Вскоре Софья заметила, что стала полнеть, что ее душа потихоньку засыпает. Ее избаловал комфорт, к которому она не была приучена. Она не желала такой жизни, с короткими днями, длинными ночами, опавшими листьями, летним теплом и осенней тьмой. Кругом было тихо и однообразно. Даже дочь Таня казалась какой‑то «тихой», возможно, из‑за того, что она снова была «с брюшком», постоянно что‑то вязала, думала о муже, «Михайлушке», который вот — вот должен был приехать сюда, поселиться с ней во флигеле, где ему будет тепло. А в большом доме было холодно и сыро из‑за того, что невозможно было должным образом отопить такой огромный каменный замок. С приездом Тани было решено, что все они останутся здесь до весны, к величайшему сожалению Софьи.

Теперь вечерами все собирались в огромной гостиной, украшенной копиями Мурильо в золоченых рамах, японскими фарфоровыми вазами. Около камина грелся Сережа, а на диване лежал «больнешенький» Лёвочка. Саша, как всегда, что- то переписывала для папа, а бедная Таня уже знала, что снова носит в себе мертвого ребенка и роптала на горькую судьбу. А Софья готовилась к тому, что ей придется разрываться между больным мужем и несчастной дочерью. К тому же прислуги в доме было явно недостаточно.

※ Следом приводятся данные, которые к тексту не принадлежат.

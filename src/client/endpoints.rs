//! One method per Pingen endpoint, grouped by resource family.

use std::path::Path;

use serde::Serialize;

use super::{HttpMethod, Payload, PingenClient, PingenError};
use crate::domain::{
    FaxCalculation, ListOptions, PostCalculation, PreviewOptions, SendOptions, ServiceResponse,
    SpeedLookup, UploadOptions,
};
use crate::transport::{
    Parameters, Resource, account_path, action_path, encode_parameters, fax_calculator_path,
    id_path, list_path, post_calculator_path, preview_path, send_parameters, speed_path,
    upload_parameters,
};

fn body_parameters<T: Serialize + ?Sized>(data: &T) -> Result<Parameters, PingenError> {
    encode_parameters(data).map_err(|err| PingenError::Encoding(Box::new(err)))
}

impl PingenClient {
    async fn get(&self, path: String) -> Result<ServiceResponse, PingenError> {
        self.execute(HttpMethod::Get, path, Payload::None).await
    }

    async fn post(
        &self,
        path: String,
        params: Parameters,
    ) -> Result<ServiceResponse, PingenError> {
        self.execute(HttpMethod::Post, path, Payload::Parameters(params))
            .await
    }

    // Documents

    /// List uploaded documents (`document/list`, sorted by `date` unless overridden).
    pub async fn document_list(
        &self,
        options: &ListOptions,
    ) -> Result<ServiceResponse, PingenError> {
        self.get(list_path(Resource::Document, options)).await
    }

    /// Fetch a single document.
    pub async fn document_get(&self, document_id: u64) -> Result<ServiceResponse, PingenError> {
        self.get(id_path(Resource::Document, "get", document_id))
            .await
    }

    /// Download a document; a successful call yields [`ServiceResponse::Binary`] with a PDF.
    pub async fn document_pdf(&self, document_id: u64) -> Result<ServiceResponse, PingenError> {
        self.get(id_path(Resource::Document, "pdf", document_id))
            .await
    }

    /// Render one page of a document as PNG.
    pub async fn document_preview(
        &self,
        document_id: u64,
        options: PreviewOptions,
    ) -> Result<ServiceResponse, PingenError> {
        self.get(preview_path(Resource::Document, document_id, &options))
            .await
    }

    pub async fn document_delete(&self, document_id: u64) -> Result<ServiceResponse, PingenError> {
        self.post(
            id_path(Resource::Document, "delete", document_id),
            Parameters::new(),
        )
        .await
    }

    /// Send an uploaded document by post.
    pub async fn document_send(
        &self,
        document_id: u64,
        options: SendOptions,
    ) -> Result<ServiceResponse, PingenError> {
        self.post(
            id_path(Resource::Document, "send", document_id),
            send_parameters(&options),
        )
        .await
    }

    /// Upload a file from disk and optionally send it right away.
    ///
    /// The file is attached as multipart field `file` under its base name, the options as the
    /// JSON-encoded `data` field.
    ///
    /// Errors:
    /// - Returns [`PingenError::File`] when the file cannot be read (no request is sent).
    pub async fn document_upload(
        &self,
        path: impl AsRef<Path>,
        options: UploadOptions,
    ) -> Result<ServiceResponse, PingenError> {
        self.execute(
            HttpMethod::Post,
            action_path(Resource::Document, "upload"),
            Payload::UploadFile {
                path: path.as_ref(),
                params: upload_parameters(&options),
            },
        )
        .await
    }

    /// Upload in-memory file content, see [`PingenClient::document_upload`].
    pub async fn document_upload_bytes(
        &self,
        file_name: impl Into<String>,
        content: impl Into<Vec<u8>>,
        options: UploadOptions,
    ) -> Result<ServiceResponse, PingenError> {
        self.execute(
            HttpMethod::Post,
            action_path(Resource::Document, "upload"),
            Payload::UploadBytes {
                file_name: file_name.into(),
                content: content.into(),
                params: upload_parameters(&options),
            },
        )
        .await
    }

    // Letters

    /// List letters (`letter/list`, sorted by `date` unless overridden).
    pub async fn letter_list(&self, options: &ListOptions) -> Result<ServiceResponse, PingenError> {
        self.get(list_path(Resource::Letter, options)).await
    }

    pub async fn letter_get(&self, letter_id: u64) -> Result<ServiceResponse, PingenError> {
        self.get(id_path(Resource::Letter, "get", letter_id)).await
    }

    /// Create a letter from body parameters (recipients, place, date, title, content, ...).
    ///
    /// `data` must serialize to a JSON object.
    pub async fn letter_add<T: Serialize + ?Sized>(
        &self,
        data: &T,
    ) -> Result<ServiceResponse, PingenError> {
        let params = body_parameters(data)?;
        self.post(action_path(Resource::Letter, "add"), params)
            .await
    }

    pub async fn letter_edit<T: Serialize + ?Sized>(
        &self,
        letter_id: u64,
        data: &T,
    ) -> Result<ServiceResponse, PingenError> {
        let params = body_parameters(data)?;
        self.post(id_path(Resource::Letter, "edit", letter_id), params)
            .await
    }

    /// Render one page of a letter as PNG.
    pub async fn letter_preview(
        &self,
        letter_id: u64,
        options: PreviewOptions,
    ) -> Result<ServiceResponse, PingenError> {
        self.get(preview_path(Resource::Letter, letter_id, &options))
            .await
    }

    pub async fn letter_pdf(&self, letter_id: u64) -> Result<ServiceResponse, PingenError> {
        self.get(id_path(Resource::Letter, "pdf", letter_id)).await
    }

    pub async fn letter_send(
        &self,
        letter_id: u64,
        options: SendOptions,
    ) -> Result<ServiceResponse, PingenError> {
        self.post(
            id_path(Resource::Letter, "send", letter_id),
            send_parameters(&options),
        )
        .await
    }

    pub async fn letter_delete(&self, letter_id: u64) -> Result<ServiceResponse, PingenError> {
        self.post(
            id_path(Resource::Letter, "delete", letter_id),
            Parameters::new(),
        )
        .await
    }

    // Sendings

    /// List postal sendings (`send/list`, sorted by `date` unless overridden).
    pub async fn send_list(&self, options: &ListOptions) -> Result<ServiceResponse, PingenError> {
        self.get(list_path(Resource::Send, options)).await
    }

    pub async fn send_get(&self, send_id: u64) -> Result<ServiceResponse, PingenError> {
        self.get(id_path(Resource::Send, "get", send_id)).await
    }

    /// Retrieve the send confirmation document.
    pub async fn send_confirmation(&self, send_id: u64) -> Result<ServiceResponse, PingenError> {
        self.get(id_path(Resource::Send, "confirmation", send_id))
            .await
    }

    pub async fn send_cancel(&self, send_id: u64) -> Result<ServiceResponse, PingenError> {
        self.get(id_path(Resource::Send, "cancel", send_id)).await
    }

    /// Tracking information, where the carrier provides it.
    pub async fn send_track(&self, send_id: u64) -> Result<ServiceResponse, PingenError> {
        self.get(id_path(Resource::Send, "track", send_id)).await
    }

    /// Available delivery speeds for one or more countries.
    pub async fn send_speed(&self, lookup: &SpeedLookup) -> Result<ServiceResponse, PingenError> {
        self.get(speed_path(lookup)).await
    }

    // Queue

    /// List queue entries (`queue/list`, sorted by `date` unless overridden).
    pub async fn queue_list(&self, options: &ListOptions) -> Result<ServiceResponse, PingenError> {
        self.get(list_path(Resource::Queue, options)).await
    }

    pub async fn queue_get(&self, queue_id: u64) -> Result<ServiceResponse, PingenError> {
        self.get(id_path(Resource::Queue, "get", queue_id)).await
    }

    /// Cancel a pending queue entry.
    pub async fn queue_cancel(&self, queue_id: u64) -> Result<ServiceResponse, PingenError> {
        self.post(
            id_path(Resource::Queue, "cancel", queue_id),
            Parameters::new(),
        )
        .await
    }

    /// Cancel a pending queue entry with additional body parameters.
    pub async fn queue_cancel_with<T: Serialize + ?Sized>(
        &self,
        queue_id: u64,
        data: &T,
    ) -> Result<ServiceResponse, PingenError> {
        let params = body_parameters(data)?;
        self.post(id_path(Resource::Queue, "cancel", queue_id), params)
            .await
    }

    // Contacts

    /// List contacts (`contact/list`, sorted by `id` unless overridden).
    pub async fn contact_list(
        &self,
        options: &ListOptions,
    ) -> Result<ServiceResponse, PingenError> {
        self.get(list_path(Resource::Contact, options)).await
    }

    pub async fn contact_get(&self, contact_id: u64) -> Result<ServiceResponse, PingenError> {
        self.get(id_path(Resource::Contact, "get", contact_id))
            .await
    }

    /// Create a contact; `data` must serialize to a JSON object.
    pub async fn contact_add<T: Serialize + ?Sized>(
        &self,
        data: &T,
    ) -> Result<ServiceResponse, PingenError> {
        let params = body_parameters(data)?;
        self.post(action_path(Resource::Contact, "add"), params)
            .await
    }

    pub async fn contact_edit<T: Serialize + ?Sized>(
        &self,
        contact_id: u64,
        data: &T,
    ) -> Result<ServiceResponse, PingenError> {
        let params = body_parameters(data)?;
        self.post(id_path(Resource::Contact, "edit", contact_id), params)
            .await
    }

    pub async fn contact_delete(&self, contact_id: u64) -> Result<ServiceResponse, PingenError> {
        self.post(
            id_path(Resource::Contact, "delete", contact_id),
            Parameters::new(),
        )
        .await
    }

    // Calculator & account

    /// Price of a fax sending.
    pub async fn calculator_fax(
        &self,
        calculation: &FaxCalculation,
    ) -> Result<ServiceResponse, PingenError> {
        self.get(fax_calculator_path(calculation)).await
    }

    /// Price of a postal sending.
    pub async fn calculator_post(
        &self,
        calculation: &PostCalculation,
    ) -> Result<ServiceResponse, PingenError> {
        self.get(post_calculator_path(calculation)).await
    }

    /// Current account credit.
    pub async fn account_credit(&self) -> Result<ServiceResponse, PingenError> {
        self.get(account_path("credit")).await
    }

    /// Current account plan.
    pub async fn account_plan(&self) -> Result<ServiceResponse, PingenError> {
        self.get(account_path("plan")).await
    }
}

Софье было жутковато и очень одиноко в этом огромном дворце. Ее не могли отвлечь от грустных мыслей даже море и цветы. В такие минуты Крым казался ей слишком «наглым», с его цветущими миллионами роз, «зараженным, инфекционным местом», а замок графини она находила похожим на тюрьму, из которой не сможет больше выйти.

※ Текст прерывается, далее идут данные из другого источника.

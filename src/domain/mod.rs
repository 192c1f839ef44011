//! Domain layer: strong types with validation and invariants (no I/O).

mod request;
mod response;
mod validation;
mod value;

pub use request::{
    DEFAULT_PREVIEW_SIZE, FaxCalculation, Filters, ListOptions, PostCalculation, PreviewOptions,
    SendOptions, SpeedLookup, UploadOptions,
};
pub use response::{BinaryKind, ServiceResponse};
pub use validation::ConfigurationError;
pub use value::{
    Color, CountryCode, Currency, Environment, FaxNumber, PostEncoding, SortDirection, Speed, Token,
};

#[cfg(test)]
mod tests {
    use serde_json::json;

    use super::*;

    #[test]
    fn token_rejects_empty_and_trims() {
        assert!(matches!(
            Token::new("   "),
            Err(ConfigurationError::Empty {
                field: Token::FIELD
            })
        ));
        assert_eq!(Token::new(" abc ").unwrap().as_str(), "abc");
    }

    #[test]
    fn token_debug_is_redacted() {
        let token = Token::new("secret-value").unwrap();
        assert!(!format!("{token:?}").contains("secret-value"));
    }

    #[test]
    fn environment_resolves_legacy_modes() {
        assert_eq!(Environment::from_mode(1).unwrap(), Environment::Production);
        assert_eq!(Environment::from_mode(2).unwrap(), Environment::Staging);
        assert!(matches!(
            Environment::from_mode(3),
            Err(ConfigurationError::UnknownEnvironment { .. })
        ));
    }

    #[test]
    fn environment_parses_names() {
        assert_eq!(
            "Production".parse::<Environment>().unwrap(),
            Environment::Production
        );
        assert_eq!(" stage ".parse::<Environment>().unwrap(), Environment::Staging);
        assert!(matches!(
            "qa".parse::<Environment>(),
            Err(ConfigurationError::UnknownEnvironment { input }) if input == "qa"
        ));
    }

    #[test]
    fn environment_base_urls() {
        assert_eq!(Environment::default().base_url(), "https://api.pingen.com");
        assert_eq!(
            Environment::Staging.base_url(),
            "https://stage-api.pingen.com"
        );
    }

    #[test]
    fn wire_codes_match_service_constants() {
        assert_eq!(Speed::default().code(), 1);
        assert_eq!(Speed::Economy.code(), 2);
        assert_eq!(Color::default().code(), 1);
        assert_eq!(Color::BlackAndWhite.code(), 0);
        assert_eq!(SortDirection::default().as_str(), "desc");
    }

    #[test]
    fn country_code_is_normalized_and_validated() {
        assert_eq!(CountryCode::new(" de ").unwrap().as_str(), "DE");
        assert!(matches!(
            CountryCode::new("CHE"),
            Err(ConfigurationError::InvalidCountryCode { .. })
        ));
        assert!(matches!(
            CountryCode::new(""),
            Err(ConfigurationError::Empty { .. })
        ));
    }

    #[test]
    fn currency_is_normalized_and_validated() {
        assert_eq!(Currency::new("eur").unwrap().as_str(), "EUR");
        assert_eq!(Currency::default().as_str(), "CHF");
        assert!(Currency::new("E1R").is_err());
    }

    #[test]
    fn fax_number_parses_to_e164() {
        let number = FaxNumber::parse(" +41 44 668 18 00 ").unwrap();
        assert_eq!(number.e164(), "+41446681800");
        assert!(matches!(
            FaxNumber::parse("not a number"),
            Err(ConfigurationError::InvalidFaxNumber { .. })
        ));
    }

    #[test]
    fn filters_keep_insertion_order_and_replace_in_place() {
        let filters = Filters::new().with("b", 2).with("a", "1").with("b", "3");
        let pairs: Vec<_> = filters.iter().collect();
        assert_eq!(pairs, vec![("b", "3"), ("a", "1")]);
        assert_eq!(filters.len(), 2);
    }

    #[test]
    fn list_options_defaults() {
        let options = ListOptions::default();
        assert_eq!(options.limit, 0);
        assert_eq!(options.page, 1);
        assert_eq!(options.sort, None);
        assert_eq!(options.sort_type, SortDirection::Desc);
        assert!(options.filters.is_empty());
    }

    #[test]
    fn speed_lookup_requires_countries() {
        assert!(matches!(
            SpeedLookup::new(Vec::new()),
            Err(ConfigurationError::Empty {
                field: SpeedLookup::FIELD
            })
        ));
        let lookup = SpeedLookup::one(CountryCode::new("CH").unwrap());
        assert_eq!(lookup.countries().len(), 1);
    }

    #[test]
    fn calculator_defaults() {
        let post = PostCalculation::default();
        assert_eq!(post.country.as_str(), "CH");
        assert_eq!(post.pages_esr, 0);
        assert_eq!(post.plan, 1);

        let fax = FaxCalculation::new(FaxNumber::parse("+41446681800").unwrap());
        assert_eq!((fax.pages, fax.documents), (1, 1));
        assert_eq!(fax.currency.as_str(), "CHF");
        assert_eq!(PreviewOptions::default().size, DEFAULT_PREVIEW_SIZE);
    }

    #[test]
    fn service_response_accessors() {
        let json = json!({"id": 7});
        let response = ServiceResponse::Json(json.as_object().unwrap().clone());
        assert_eq!(response.get("id"), Some(&json!(7)));
        assert_eq!(response.binary_kind(), None);

        let binary = ServiceResponse::Binary {
            kind: BinaryKind::Pdf,
            bytes: b"%PDF-1.4".to_vec(),
        };
        assert_eq!(binary.binary_kind(), Some(BinaryKind::Pdf));
        assert_eq!(binary.get("id"), None);
        assert_eq!(binary.into_bytes().unwrap(), b"%PDF-1.4".to_vec());
    }
}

Таня родила мертвого мальчика и чувствовала себя ужасно, ее постоянно лихорадило из‑за сильного прилива молока. А Лёвочка уже пять дней лежал неподвижно и все время повторял: «Карета подана». Он часто бредил, говорил, что «Севастополь горит», просыпаясь, начинал перебирать руками край вязаного шерстяного одеяла, просил, чтобы пригласили врачей Бертенсона и Щуровского. Врачам приходилось впрыскивать ему мышьяк. Таня с мужем собрались уезжать из Гаспры. Без нее Софья чувствовала себя совсем одинокой. Даже приезжавшие сюда Илюша и Андрюша не могли ее утешить. Они постоянно играли в столь ненавистные ей карты. Она же, вместе с Сашей, продолжала «толстеть», объясняя это своей однообразной жизнью, слишком тоскливой, а также очень полюбившимся ей виноградом «изабелла». Однажды ночью поднялась сильная буря, переколотившая все стекла в доме и даже кое — где вырвавшая оконные рамы, чем всех крайне напугала. Однако Новый год они встречали в одних только платьях, будто наступило лето. Кним надачу пришли ряженые, которые, топая ногами, дико плясали под аккомпанемент Саши.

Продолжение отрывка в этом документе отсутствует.